PET: Minchoni, você nos falou sobre seu fascínio pela poesia falada, e sei que você trabalha muito com essa abordagem. Gostaria de saber como foi a ideia e o processo de criação do Funk da literatura da ostentação.

Minchoni: O projeto inicial não era criar uma música. Fiz um poema, mas meus amigos sempre liam de forma cantada, cheguei até a perder um concurso, pois os jurados disseram que não era um poema e sim música, por isso me desclassificaram. Depois de muita insistência decidi gravá-lo como música. Escolhi o funk porque gosto muito do estilo, porém não das letras, então decidi dar essa cara à Literatura Ostentação e tem sido muito bacana a experiência. Antes em algumas escolas, as crianças e adolescentes não prestavam atenção e bagunçavam, agora tem sido diferente, pois o estilo musical em si já chama muita atenção e com a letra então tem feito a garotada pirar, pois o meu intuito é esse, fazer com que eles se seduzam pela literatura.

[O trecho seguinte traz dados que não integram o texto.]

//! Handshake, demand and completion signals.

use std::sync::Arc;

use serde::{Deserialize, Serialize};
use tracing::debug;

use crate::{
    buffering::{SharedRing, DEFAULT_CAPACITY},
    error::{Result, WavefeedError},
    flow::{FlowController, FlowPolicy},
};

/// Render quantum used by Web Audio style hosts (frames per callback).
pub const DEFAULT_QUANTUM: usize = 128;

/// Default stream rate when the host does not dictate one.
pub const DEFAULT_SAMPLE_RATE: u32 = 44_100;

/// Stream parameters agreed once at handshake time.
#[derive(Debug, Clone, Copy, PartialEq, Serialize, Deserialize)]
pub struct StreamParams {
    /// Output sample rate (Hz), forwarded to the synth engine.
    pub sample_rate: u32,
    /// Ring capacity in frames, including the reserved slot.
    pub capacity: usize,
    /// Frames drained per consumer callback.
    pub quantum: usize,
    pub policy: FlowPolicy,
}

impl Default for StreamParams {
    fn default() -> Self {
        Self {
            sample_rate: DEFAULT_SAMPLE_RATE,
            capacity: DEFAULT_CAPACITY,
            quantum: DEFAULT_QUANTUM,
            policy: FlowPolicy::default(),
        }
    }
}

impl StreamParams {
    /// Check the parameters and resolve the flow controller both sides share.
    pub fn validate(&self) -> Result<FlowController> {
        if self.sample_rate == 0 {
            return Err(WavefeedError::InvalidConfig(
                "sample rate must be non-zero".into(),
            ));
        }
        if self.capacity < 2 {
            return Err(WavefeedError::InvalidConfig(format!(
                "ring capacity must be at least 2 frames, got {}",
                self.capacity
            )));
        }
        if self.quantum == 0 || self.quantum >= self.capacity {
            return Err(WavefeedError::InvalidConfig(format!(
                "quantum {} must be within 1..{}",
                self.quantum, self.capacity
            )));
        }
        FlowController::new(self.policy, self.quantum, self.capacity)
    }
}

/// One-time setup delivered to the producer before any audio flows.
#[derive(Debug, Clone)]
pub struct Handshake {
    pub params: StreamParams,
    /// The ring both sides share for the rest of the session.
    pub ring: Arc<SharedRing>,
}

/// Messages the producer receives.
#[derive(Debug, Clone)]
pub enum ProducerMessage {
    Init(Handshake),
    /// Demand signal: evaluate the flow policy now.
    RequestData,
}

impl ProducerMessage {
    pub fn tag(&self) -> &'static str {
        match self {
            ProducerMessage::Init(_) => "init",
            ProducerMessage::RequestData => "request_data",
        }
    }
}

/// Messages the consumer receives.
#[derive(Debug, Clone, Copy, PartialEq, Eq, Serialize, Deserialize)]
#[serde(tag = "type", rename_all = "snake_case")]
pub enum ConsumerMessage {
    /// Engine configured; audio may be requested.
    Ready,
    /// The outstanding request has been handled.
    DataProduced,
}

/// Serialized form of every signal, for hosts that bridge the two contexts
/// through a text channel.
///
/// The ring never crosses the bridge; each side attaches its own handle.
///
/// ```
/// use wavefeed_core::buffering::create_shared_ring;
/// use wavefeed_core::ipc::messages::{
///     decode_consumer_message, decode_producer_message, ConsumerMessage, ProducerMessage,
///     Signal, StreamParams,
/// };
///
/// let params = StreamParams::default();
/// let line = Signal::Init(params).encode();
///
/// let ring = create_shared_ring(params.capacity)?;
/// match decode_producer_message(&line, &ring) {
///     Some(ProducerMessage::Init(handshake)) => assert_eq!(handshake.params, params),
///     other => panic!("expected init, got {other:?}"),
/// }
///
/// let reply = Signal::from(ConsumerMessage::Ready).encode();
/// assert_eq!(reply, r#"{"type":"ready"}"#);
/// assert_eq!(decode_consumer_message(&reply), Some(ConsumerMessage::Ready));
/// assert_eq!(decode_consumer_message(r#"{"type":"request_data"}"#), None);
/// # Ok::<(), wavefeed_core::WavefeedError>(())
/// ```
#[derive(Debug, Clone, Copy, PartialEq, Serialize, Deserialize)]
#[serde(tag = "type", rename_all = "snake_case")]
pub enum Signal {
    Init(StreamParams),
    RequestData,
    Ready,
    DataProduced,
}

impl Signal {
    /// Parse a signal; unknown tags and malformed payloads yield `None`.
    pub fn decode(raw: &str) -> Option<Signal> {
        match serde_json::from_str::<Signal>(raw) {
            Ok(signal) => Some(signal),
            Err(e) => {
                debug!(error = %e, "ignoring unrecognised signal");
                None
            }
        }
    }

    pub fn encode(&self) -> String {
        // Every variant is plain data, so serialization cannot fail.
        serde_json::to_string(self).unwrap_or_default()
    }

    /// Producer-bound form. `Init` needs the shared ring, which never travels
    /// over the wire; the receiving side attaches its own handle.
    pub fn into_producer_message(self, ring: &Arc<SharedRing>) -> Option<ProducerMessage> {
        match self {
            Signal::Init(params) => Some(ProducerMessage::Init(Handshake {
                params,
                ring: Arc::clone(ring),
            })),
            Signal::RequestData => Some(ProducerMessage::RequestData),
            Signal::Ready | Signal::DataProduced => None,
        }
    }

    pub fn into_consumer_message(self) -> Option<ConsumerMessage> {
        match self {
            Signal::Ready => Some(ConsumerMessage::Ready),
            Signal::DataProduced => Some(ConsumerMessage::DataProduced),
            Signal::Init(_) | Signal::RequestData => None,
        }
    }
}

/// Decode a producer-bound signal, attaching `ring` to an `init`.
/// Unknown tags and signals meant for the consumer yield `None`.
pub fn decode_producer_message(raw: &str, ring: &Arc<SharedRing>) -> Option<ProducerMessage> {
    Signal::decode(raw)?.into_producer_message(ring)
}

/// Decode a consumer-bound signal.
pub fn decode_consumer_message(raw: &str) -> Option<ConsumerMessage> {
    Signal::decode(raw)?.into_consumer_message()
}

impl From<ConsumerMessage> for Signal {
    fn from(msg: ConsumerMessage) -> Self {
        match msg {
            ConsumerMessage::Ready => Signal::Ready,
            ConsumerMessage::DataProduced => Signal::DataProduced,
        }
    }
}

#[cfg(test)]
mod tests {
    use super::*;
    use crate::buffering::create_shared_ring;

    #[test]
    fn default_params_are_valid() {
        let flow = StreamParams::default().validate().expect("valid defaults");
        assert_eq!(flow.request_threshold(), 4 * DEFAULT_QUANTUM);
    }

    #[test]
    fn rejects_quantum_that_cannot_fit() {
        let params = StreamParams {
            capacity: 128,
            quantum: 128,
            ..StreamParams::default()
        };
        assert!(matches!(
            params.validate(),
            Err(WavefeedError::InvalidConfig(_))
        ));
    }

    #[test]
    fn rejects_zero_sample_rate() {
        let params = StreamParams {
            sample_rate: 0,
            ..StreamParams::default()
        };
        assert!(params.validate().is_err());
    }

    #[test]
    fn signals_use_wire_tags() {
        assert_eq!(Signal::RequestData.encode(), r#"{"type":"request_data"}"#);
        assert_eq!(Signal::DataProduced.encode(), r#"{"type":"data_produced"}"#);
        assert_eq!(
            Signal::from(ConsumerMessage::Ready).encode(),
            r#"{"type":"ready"}"#
        );
    }

    #[test]
    fn init_carries_stream_params_inline() {
        let raw = r#"{"type":"init","sample_rate":48000,"capacity":4096,"quantum":128,
                      "policy":{"kind":"fill_to_target","high_water_mark":3072}}"#;
        let signal = Signal::decode(raw).expect("decode init");
        let ring = create_shared_ring(4096).expect("ring");
        match signal.into_producer_message(&ring) {
            Some(ProducerMessage::Init(handshake)) => {
                assert_eq!(handshake.params.sample_rate, 48_000);
                assert_eq!(handshake.params.quantum, 128);
                assert_eq!(
                    handshake.params.policy,
                    FlowPolicy::FillToTarget {
                        high_water_mark: 3072
                    }
                );
                assert!(Arc::ptr_eq(&handshake.ring, &ring));
            }
            other => panic!("expected init, got {other:?}"),
        }
    }

    #[test]
    fn unknown_and_malformed_signals_are_ignored() {
        assert_eq!(Signal::decode(r#"{"type":"reboot"}"#), None);
        assert_eq!(Signal::decode(r#"{"kind":"ready"}"#), None);
        assert_eq!(Signal::decode("not json"), None);
    }

    #[test]
    fn decode_helpers_filter_by_direction() {
        let ring = create_shared_ring(8).expect("ring");
        assert!(matches!(
            decode_producer_message(r#"{"type":"request_data"}"#, &ring),
            Some(ProducerMessage::RequestData)
        ));
        assert!(decode_producer_message(r#"{"type":"ready"}"#, &ring).is_none());
        assert_eq!(
            decode_consumer_message(r#"{"type":"data_produced"}"#),
            Some(ConsumerMessage::DataProduced)
        );
        assert_eq!(decode_consumer_message(r#"{"type":"shutdown"}"#), None);
    }

    #[test]
    fn signals_route_only_to_their_receiver() {
        let ring = create_shared_ring(8).expect("ring");
        assert!(Signal::Ready.into_producer_message(&ring).is_none());
        assert!(Signal::RequestData.into_consumer_message().is_none());
        assert_eq!(
            Signal::DataProduced.into_consumer_message(),
            Some(ConsumerMessage::DataProduced)
        );
        assert!(matches!(
            Signal::RequestData.into_producer_message(&ring),
            Some(ProducerMessage::RequestData)
        ));
    }
}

PET: Sinhá agora vamos falar das suas obras. Você escreveu que: “Sou buracos onde os pássaros vem morar, constroem seus ninhos, com galhos meus.” Qual a sua relação com os pássaros? 

Sinhá: O que me encanta é que os pássaros podem voar e são livres, para mim isso já basta, tenho até tatuado no meu braço a frase: “Sou pássaro”, mas hoje posso ser jacaré, leão, ou qualquer outro animal que também tenha características que me encantem.

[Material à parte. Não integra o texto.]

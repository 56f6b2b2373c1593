//! Lock-free stream counters.
//!
//! Each counter has exactly one writing side (noted per field); both sides and
//! the host may read. Updates are `Relaxed` `fetch_add`s, which are safe on the
//! real-time path.

use std::sync::atomic::{AtomicUsize, Ordering};

use serde::Serialize;

#[derive(Default)]
pub struct StreamDiagnostics {
    /// Consumer: callbacks handled.
    pub quanta_processed: AtomicUsize,
    /// Consumer: frames delivered from the ring.
    pub frames_played: AtomicUsize,
    /// Consumer: callbacks that found fewer frames than requested.
    pub underruns: AtomicUsize,
    /// Consumer: callbacks answered with silence before the producer was ready.
    pub silent_before_ready: AtomicUsize,
    /// Consumer: demand signals delivered.
    pub requests_sent: AtomicUsize,
    /// Consumer: demand suppressed because one was already pending.
    pub requests_coalesced: AtomicUsize,
    /// Consumer: demand that could not be queued (inbox full or producer gone).
    pub requests_dropped: AtomicUsize,
    /// Consumer: completion signals received.
    pub acks_received: AtomicUsize,
    /// Producer: batches written into the ring.
    pub batches_generated: AtomicUsize,
    /// Producer: frames written into the ring.
    pub frames_generated: AtomicUsize,
    /// Producer: requests that needed no generation.
    pub empty_batches: AtomicUsize,
    /// Producer: completion signals sent.
    pub acks_sent: AtomicUsize,
    /// Producer: out-of-protocol messages ignored.
    pub malformed_signals: AtomicUsize,
}

impl StreamDiagnostics {
    pub fn reset(&self) {
        for counter in self.counters() {
            counter.store(0, Ordering::Relaxed);
        }
    }

    pub fn snapshot(&self) -> DiagnosticsSnapshot {
        DiagnosticsSnapshot {
            quanta_processed: self.quanta_processed.load(Ordering::Relaxed),
            frames_played: self.frames_played.load(Ordering::Relaxed),
            underruns: self.underruns.load(Ordering::Relaxed),
            silent_before_ready: self.silent_before_ready.load(Ordering::Relaxed),
            requests_sent: self.requests_sent.load(Ordering::Relaxed),
            requests_coalesced: self.requests_coalesced.load(Ordering::Relaxed),
            requests_dropped: self.requests_dropped.load(Ordering::Relaxed),
            acks_received: self.acks_received.load(Ordering::Relaxed),
            batches_generated: self.batches_generated.load(Ordering::Relaxed),
            frames_generated: self.frames_generated.load(Ordering::Relaxed),
            empty_batches: self.empty_batches.load(Ordering::Relaxed),
            acks_sent: self.acks_sent.load(Ordering::Relaxed),
            malformed_signals: self.malformed_signals.load(Ordering::Relaxed),
        }
    }

    fn counters(&self) -> [&AtomicUsize; 13] {
        [
            &self.quanta_processed,
            &self.frames_played,
            &self.underruns,
            &self.silent_before_ready,
            &self.requests_sent,
            &self.requests_coalesced,
            &self.requests_dropped,
            &self.acks_received,
            &self.batches_generated,
            &self.frames_generated,
            &self.empty_batches,
            &self.acks_sent,
            &self.malformed_signals,
        ]
    }

    #[inline]
    pub(crate) fn bump(counter: &AtomicUsize, by: usize) {
        counter.fetch_add(by, Ordering::Relaxed);
    }
}

#[derive(Debug, Clone, Copy, Default, PartialEq, Eq, Serialize)]
#[serde(rename_all = "camelCase")]
pub struct DiagnosticsSnapshot {
    pub quanta_processed: usize,
    pub frames_played: usize,
    pub underruns: usize,
    pub silent_before_ready: usize,
    pub requests_sent: usize,
    pub requests_coalesced: usize,
    pub requests_dropped: usize,
    pub acks_received: usize,
    pub batches_generated: usize,
    pub frames_generated: usize,
    pub empty_batches: usize,
    pub acks_sent: usize,
    pub malformed_signals: usize,
}

#[cfg(test)]
mod tests {
    use super::*;

    #[test]
    fn reset_zeroes_every_counter() {
        let diag = StreamDiagnostics::default();
        for counter in diag.counters() {
            StreamDiagnostics::bump(counter, 3);
        }
        assert_eq!(diag.snapshot().malformed_signals, 3);
        assert_eq!(diag.snapshot().quanta_processed, 3);

        diag.reset();
        assert_eq!(diag.snapshot(), DiagnosticsSnapshot::default());
    }
}
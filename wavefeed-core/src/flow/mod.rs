//! Watermark policy deciding *when* the consumer asks for audio and *how much*
//! the producer generates per request.
//!
//! Exactly one [`FlowPolicy`] is active per session; both sides derive their
//! half of the decision from the same [`FlowController`] built at handshake.
//!
//! | Policy | Consumer requests when | Producer generates |
//! |--------|------------------------|--------------------|
//! | `LowWater` | `available_to_read < max(quantum, callback) * quanta` | `min(available_to_write, batch_max)` |
//! | `FillToTarget` | `available_to_read < high_water_mark` | `min(high_water_mark - available_to_read, available_to_write)` |
//!
//! Hosts do not always honour the configured quantum, so the consumer passes
//! the size of the callback it is serving. A callback that cannot be satisfied
//! always raises demand.

use serde::{Deserialize, Serialize};

use crate::error::{Result, WavefeedError};

/// Low-water-mark multiplier: request when fewer than this many quanta remain.
pub const DEFAULT_LOW_WATER_QUANTA: usize = 4;

/// Largest batch the on-demand producer generates per request.
pub const DEFAULT_BATCH_MAX: usize = 2048;

/// Fill-to-target level as a fraction of ring capacity.
pub const DEFAULT_HIGH_WATER_FRACTION: f64 = 0.75;

/// Flow-control policy, fixed for the lifetime of a session.
#[derive(Debug, Clone, Copy, PartialEq, Eq, Serialize, Deserialize)]
#[serde(tag = "kind", rename_all = "snake_case")]
pub enum FlowPolicy {
    /// On-demand: refill in batches of up to `batch_max` frames whenever fewer
    /// than `quanta` quanta are buffered.
    LowWater { quanta: usize, batch_max: usize },
    /// Top the buffer back up to `high_water_mark` frames on every request.
    FillToTarget { high_water_mark: usize },
}

impl Default for FlowPolicy {
    fn default() -> Self {
        FlowPolicy::LowWater {
            quanta: DEFAULT_LOW_WATER_QUANTA,
            batch_max: DEFAULT_BATCH_MAX,
        }
    }
}

impl FlowPolicy {
    /// Fill-to-target policy at [`DEFAULT_HIGH_WATER_FRACTION`] of `capacity`.
    pub fn fill_to_target_for(capacity: usize) -> Self {
        let high_water_mark = ((capacity as f64) * DEFAULT_HIGH_WATER_FRACTION) as usize;
        FlowPolicy::FillToTarget {
            high_water_mark: high_water_mark.clamp(1, capacity.saturating_sub(1).max(1)),
        }
    }
}

/// Policy resolved against the session's quantum and ring capacity.
#[derive(Debug, Clone, Copy, PartialEq, Eq)]
pub struct FlowController {
    policy: FlowPolicy,
    quantum: usize,
    /// Frame level below which the consumer asks for more, at the configured
    /// quantum.
    request_threshold: usize,
}

impl FlowController {
    /// Resolve `policy` for a ring of `capacity` frames drained `quantum`
    /// frames at a time.
    ///
    /// # Errors
    /// `WavefeedError::InvalidConfig` when the policy cannot be satisfied by the
    /// ring (zero batch ceiling, zero multiplier, or a high-water-mark outside
    /// `1..capacity`).
    pub fn new(policy: FlowPolicy, quantum: usize, capacity: usize) -> Result<Self> {
        let request_threshold = match policy {
            FlowPolicy::LowWater { quanta, batch_max } => {
                if quanta == 0 {
                    return Err(WavefeedError::InvalidConfig(
                        "low-water multiplier must be at least 1".into(),
                    ));
                }
                if batch_max == 0 {
                    return Err(WavefeedError::InvalidConfig(
                        "batch ceiling must be at least 1 frame".into(),
                    ));
                }
                quantum.saturating_mul(quanta)
            }
            FlowPolicy::FillToTarget { high_water_mark } => {
                if high_water_mark == 0 || high_water_mark >= capacity {
                    return Err(WavefeedError::InvalidConfig(format!(
                        "high-water-mark {high_water_mark} must be within 1..{capacity}"
                    )));
                }
                high_water_mark
            }
        };

        Ok(Self {
            policy,
            quantum,
            request_threshold,
        })
    }

    pub fn policy(&self) -> FlowPolicy {
        self.policy
    }

    pub fn quantum(&self) -> usize {
        self.quantum
    }

    pub fn request_threshold(&self) -> usize {
        self.request_threshold
    }

    /// Threshold for a callback of `callback_frames`. The low-water mark
    /// scales with the larger of the configured quantum and the callback.
    pub fn request_threshold_for(&self, callback_frames: usize) -> usize {
        match self.policy {
            FlowPolicy::LowWater { quanta, .. } => {
                self.quantum.max(callback_frames).saturating_mul(quanta)
            }
            FlowPolicy::FillToTarget { .. } => self.request_threshold,
        }
    }

    /// Consumer predicate at the configured quantum, evaluated on the
    /// post-read fill level.
    #[inline]
    pub fn should_request(&self, available_to_read: usize) -> bool {
        self.should_request_for(available_to_read, self.quantum)
    }

    /// Consumer predicate for the callback actually being served.
    #[inline]
    pub fn should_request_for(&self, available_to_read: usize, callback_frames: usize) -> bool {
        available_to_read < callback_frames
            || available_to_read < self.request_threshold_for(callback_frames)
    }

    /// Producer sizing. Never exceeds `available_to_write`, so a write sized by
    /// this value can not overrun unread data.
    pub fn frames_to_generate(&self, available_to_read: usize, available_to_write: usize) -> usize {
        let wanted = match self.policy {
            FlowPolicy::LowWater { batch_max, .. } => batch_max,
            FlowPolicy::FillToTarget { high_water_mark } => {
                high_water_mark.saturating_sub(available_to_read)
            }
        };
        wanted.min(available_to_write)
    }
}

/// Consumer-local debounce: at most one demand signal outstanding.
#[derive(Debug, Default)]
pub struct RequestGate {
    pending: bool,
}

impl RequestGate {
    pub fn new() -> Self {
        Self::default()
    }

    /// Returns `true` if a request may be sent now, marking it pending.
    #[inline]
    pub fn try_arm(&mut self) -> bool {
        if self.pending {
            return false;
        }
        self.pending = true;
        true
    }

    /// Undo a `try_arm` whose signal could not be delivered.
    #[inline]
    pub fn disarm(&mut self) {
        self.pending = false;
    }

    /// Producer acknowledged the outstanding request.
    #[inline]
    pub fn clear(&mut self) {
        self.pending = false;
    }

    pub fn is_pending(&self) -> bool {
        self.pending
    }
}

PET: Nos seus grafites, sempre vemos mulheres cheias de formas e contornos. Quem é essa personagem e o que você deseja passar através dela?

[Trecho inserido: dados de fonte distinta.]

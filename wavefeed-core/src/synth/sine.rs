//! `SineEngine`: reference tone generator.

use std::f64::consts::TAU;

use tracing::info;

use super::SynthEngine;
use crate::buffering::CHANNELS;
use crate::error::{Result, WavefeedError};

/// Continuous sine tone written identically to both channels.
///
/// Phase carries over between calls so consecutive batches join without a
/// discontinuity.
#[derive(Debug, Clone)]
pub struct SineEngine {
    frequency: f64,
    amplitude: f64,
    sample_rate: f64,
    phase: f64,
}

impl SineEngine {
    /// A4 at half scale.
    pub const DEFAULT_FREQUENCY: f64 = 440.0;
    pub const DEFAULT_AMPLITUDE: f64 = 0.5;

    pub fn new(frequency: f64, amplitude: f64) -> Self {
        Self {
            frequency,
            amplitude,
            sample_rate: 44_100.0,
            phase: 0.0,
        }
    }

    pub fn frequency(&self) -> f64 {
        self.frequency
    }
}

impl Default for SineEngine {
    fn default() -> Self {
        Self::new(Self::DEFAULT_FREQUENCY, Self::DEFAULT_AMPLITUDE)
    }
}

impl SynthEngine for SineEngine {
    fn configure(&mut self, sample_rate: u32) -> Result<()> {
        if sample_rate == 0 {
            return Err(WavefeedError::EngineInit(
                "sine engine needs a non-zero sample rate".into(),
            ));
        }
        if !(self.frequency > 0.0 && self.frequency < f64::from(sample_rate) / 2.0) {
            return Err(WavefeedError::EngineInit(format!(
                "frequency {} Hz is not below Nyquist for {} Hz",
                self.frequency, sample_rate
            )));
        }
        self.sample_rate = f64::from(sample_rate);
        info!(sample_rate, frequency = self.frequency, "sine engine configured");
        Ok(())
    }

    fn generate(&mut self, buffer: &mut [f32], frame_count: usize) {
        let increment = TAU * self.frequency / self.sample_rate;
        for frame in buffer.chunks_exact_mut(CHANNELS).take(frame_count) {
            let value = (self.amplitude * self.phase.sin()) as f32;
            frame.fill(value);
            self.phase += increment;
            if self.phase >= TAU {
                self.phase -= TAU;
            }
        }
    }
}

#[cfg(test)]
mod tests {
    use super::*;
    use approx::assert_abs_diff_eq;

    #[test]
    fn both_channels_carry_the_same_sample() {
        let mut engine = SineEngine::default();
        engine.configure(48_000).expect("configure");
        let mut buf = vec![0.0f32; 64 * CHANNELS];
        engine.generate(&mut buf, 64);
        for frame in buf.chunks_exact(CHANNELS) {
            assert_eq!(frame[0], frame[1]);
        }
    }

    #[test]
    fn peak_matches_amplitude() {
        let mut engine = SineEngine::new(1_000.0, 0.5);
        engine.configure(48_000).expect("configure");
        let mut buf = vec![0.0f32; 480 * CHANNELS];
        engine.generate(&mut buf, 480);
        let peak = buf.iter().fold(0.0f32, |m, s| m.max(s.abs()));
        assert_abs_diff_eq!(peak, 0.5, epsilon = 1e-3);
    }

    #[test]
    fn phase_is_continuous_across_batches() {
        let mut split = SineEngine::new(440.0, 0.5);
        let mut whole = SineEngine::new(440.0, 0.5);
        split.configure(44_100).expect("configure");
        whole.configure(44_100).expect("configure");

        let mut a = vec![0.0f32; 100 * CHANNELS];
        let mut b = vec![0.0f32; 156 * CHANNELS];
        split.generate(&mut a, 100);
        split.generate(&mut b, 156);

        let mut full = vec![0.0f32; 256 * CHANNELS];
        whole.generate(&mut full, 256);

        a.extend_from_slice(&b);
        for (x, y) in a.iter().zip(&full) {
            assert_abs_diff_eq!(*x, *y, epsilon = 1e-6);
        }
    }

    #[test]
    fn rejects_unusable_sample_rates() {
        assert!(matches!(
            SineEngine::default().configure(0),
            Err(WavefeedError::EngineInit(_))
        ));
        assert!(SineEngine::new(30_000.0, 0.5).configure(44_100).is_err());
    }
}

Sinhá: Enquanto uso os pássaros para representar essa liberdade que eles transmitem, coloco em meus grafites mulheres tentando representar meu anseio de querer fazer algo para mudar algumas realidades. O fato delas, na maioria das vezes, estarem sem braços ou de alguma forma estética diferente, representa minha limitação em não poder transformar a realidade, por isso desenho elas como uma forma de transmitir, alertar, demonstrar alguma dor. Simplesmente quero falar com a intenção de que as pessoas possam ler e se identificar, pois essa personagem não se encontra pronta, contudo ela está sempre se construindo, pois ela sou, é você ou o Daniel, essa personagem são todos os que de alguma forma se identificam com a mensagem que foi colocada em cada grafite. 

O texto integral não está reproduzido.